"Life," said the scientist, in a voice smothered by the earth he was throwing up into small hills, "is the harmonious action of heterogeneous but related faculties, operating in accordance with certain natural laws."

"Ah!" chattered the lover, "but that thawt of thing is vewy gweat blith in the thothiety of one'th thweetheart." And curling his tail about a branch, he swung himself heavenward and had a spasm.

"It is vita!" grunted the sententious scholar, pausing in his mastication of a Chaldaic root.

"It is a thistle," brayed the warrior: "very nice thing to take!"

"Life, my friends," croaked the philosopher from his hollow tree, dropping the lids over his cattish eyes, "is a disease. We are all symptoms."

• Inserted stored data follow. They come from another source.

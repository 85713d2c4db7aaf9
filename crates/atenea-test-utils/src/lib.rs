// SPDX-FileCopyrightText: 2026 Atenea Contributors
// SPDX-License-Identifier: MIT OR Apache-2.0

//! Test utilities for Atenea integration tests.
//!
//! Provides mock adapters and test harness infrastructure for fast,
//! deterministic, CI-runnable tests without external services.
//!
//! # Components
//!
//! - [`MockChannel`] - Mock channel adapter capturing outgoing commands
//! - [`MockBot`] - Mock bot engine with scripted replies
//! - [`ManualClock`] - Clock advanced explicitly by the test
//! - [`TestHarness`] - Contact center over a temp SQLite database

pub mod clock;
pub mod harness;
pub mod mock_bot;
pub mod mock_channel;

pub use clock::ManualClock;
pub use harness::{TestHarness, TestHarnessBuilder};
pub use mock_bot::MockBot;
pub use mock_channel::MockChannel;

"Pooh!" ejaculated the physician, uncoiling and springing his rattle. "How then does it happen that when we remove the symptoms, the disease is gone?"

"I would give something to know that," replied the philosopher, musingly; "but I suspect that in most cases the inflammation remains, and is intensified."

Draw your own moral inference, "in your own jugs."

CXXXIII.

A heedless boy having flung a pebble in the direction of a basking lizard, that reptile's tail disengaged itself, and flew some distance away. One of the properties of a lizard's camp-follower is to leave the main body at the slightest intimation of danger.